Could you reproduce all of the entries below without a single change?

Segment Start: Material provided

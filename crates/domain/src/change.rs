use auditrail_core::TenantId;
use serde_json::Value;

/// Kind of mutation observed on a tracked entity.
#[derive(Debug, Clone, Copy, PartialEq, Eq, Hash)]
pub enum ChangeOperation {
    /// Entity was inserted.
    Created,
    /// Entity was modified.
    Updated,
    /// Entity was removed.
    Deleted,
}

impl ChangeOperation {
    /// Returns a stable storage value for this operation.
    #[must_use]
    pub fn as_str(&self) -> &'static str {
        match self {
            Self::Created => "created",
            Self::Updated => "updated",
            Self::Deleted => "deleted",
        }
    }

    /// Parses a storage value.
    #[must_use]
    pub fn parse(value: &str) -> Option<Self> {
        match value {
            "created" => Some(Self::Created),
            "updated" => Some(Self::Updated),
            "deleted" => Some(Self::Deleted),
            _ => None,
        }
    }
}

/// One property of a tracked entity, with its value before and after the unit of work.
#[derive(Debug, Clone, PartialEq)]
pub struct TrackedField {
    /// Property name as serialized.
    pub name: String,
    /// Value loaded from storage; absent for inserts.
    pub original: Option<Value>,
    /// Value about to be written; absent for deletes.
    pub current: Option<Value>,
    /// Whether the unit of work modified this property.
    pub is_modified: bool,
    /// Whether the property is a foreign key to another entity.
    pub is_foreign_key: bool,
}

/// Snapshot of one entity mutation taken before the unit of work commits.
#[derive(Debug, Clone, PartialEq)]
pub struct TrackedChange {
    /// Entity kind, e.g. `Employee`.
    pub entity_kind: String,
    /// Primary key rendered as text, when known.
    pub entity_id: Option<String>,
    /// Owning tenant, when the entity carries one.
    pub tenant_id: Option<TenantId>,
    /// Observed operation.
    pub operation: ChangeOperation,
    /// Properties in tracking order.
    pub fields: Vec<TrackedField>,
}

impl TrackedChange {
    /// Returns names of modified properties, in tracking order.
    pub fn modified_field_names(&self) -> impl Iterator<Item = &str> {
        self.fields
            .iter()
            .filter(|field| field.is_modified)
            .map(|field| field.name.as_str())
    }
}
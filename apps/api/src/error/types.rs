use serde::Serialize;

/// API error payload.
#[derive(Debug, Serialize)]
pub struct ErrorResponse {
    message: String,
    #[serde(skip_serializing_if = "Option::is_none")]
    required_capabilities: Option<Vec<String>>,
}

impl ErrorResponse {
    pub(super) fn new(message: String, required_capabilities: Option<Vec<String>>) -> Self {
        Self {
            message,
            required_capabilities,
        }
    }
}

Segment End: Material provided

## The answer
filename crates/domain/src/change.rs
use auditrail_core::TenantId;
use serde_json::Value;

/// Kind of mutation observed on a tracked entity.
#[derive(Debug, Clone, Copy, PartialEq, Eq, Hash)]
pub enum ChangeOperation {
    /// Entity was inserted.
    Created,
    /// Entity was modified.
    Updated,
    /// Entity was removed.
    Deleted,
}

impl ChangeOperation {
    /// Returns a stable storage value for this operation.
    #[must_use]
    pub fn as_str(&self) -> &'static str {
        match self {
            Self::Created => "created",
            Self::Updated => "updated",
            Self::Deleted => "deleted",
        }
    }

    /// Parses a storage value.
    #[must_use]
    pub fn parse(value: &str) -> Option<Self> {
        match value {
            "created" => Some(Self::Created),
            "updated" => Some(Self::Updated),
            "deleted" => Some(Self::Deleted),
            _ => None,
        }
    }
}

/// One property of a tracked entity, with its value before and after the unit of work.
#[derive(Debug, Clone, PartialEq)]
pub struct TrackedField {
    /// Property name as serialized.
    pub name: String,
    /// Value loaded from storage; absent for inserts.
    pub original: Option<Value>,
    /// Value about to be written; absent for deletes.
    pub current: Option<Value>,
    /// Whether the unit of work modified this property.
    pub is_modified: bool,
    /// Whether the property is a foreign key to another entity.
    pub is_foreign_key: bool,
}

/// Snapshot of one entity mutation taken before the unit of work commits.
#[derive(Debug, Clone, PartialEq)]
pub struct TrackedChange {
    /// Entity kind, e.g. `Employee`.
    pub entity_kind: String,
    /// Primary key rendered as text, when known.
    pub entity_id: Option<String>,
    /// Owning tenant, when the entity carries one.
    pub tenant_id: Option<TenantId>,
    /// Observed operation.
    pub operation: ChangeOperation,
    /// Properties in tracking order.
    pub fields: Vec<TrackedField>,
}

impl TrackedChange {
    /// Returns names of modified properties, in tracking order.
    pub fn modified_field_names(&self) -> impl Iterator<Item = &str> {
        self.fields
            .iter()
            .filter(|field| field.is_modified)
            .map(|field| field.name.as_str())
    }
}
filename apps/api/src/error/types.rs
use serde::Serialize;

/// API error payload.
#[derive(Debug, Serialize)]
pub struct ErrorResponse {
    message: String,
    #[serde(skip_serializing_if = "Option::is_none")]
    required_capabilities: Option<Vec<String>>,
}

impl ErrorResponse {
    pub(super) fn new(message: String, required_capabilities: Option<Vec<String>>) -> Self {
        Self {
            message,
            required_capabilities,
        }
    }
}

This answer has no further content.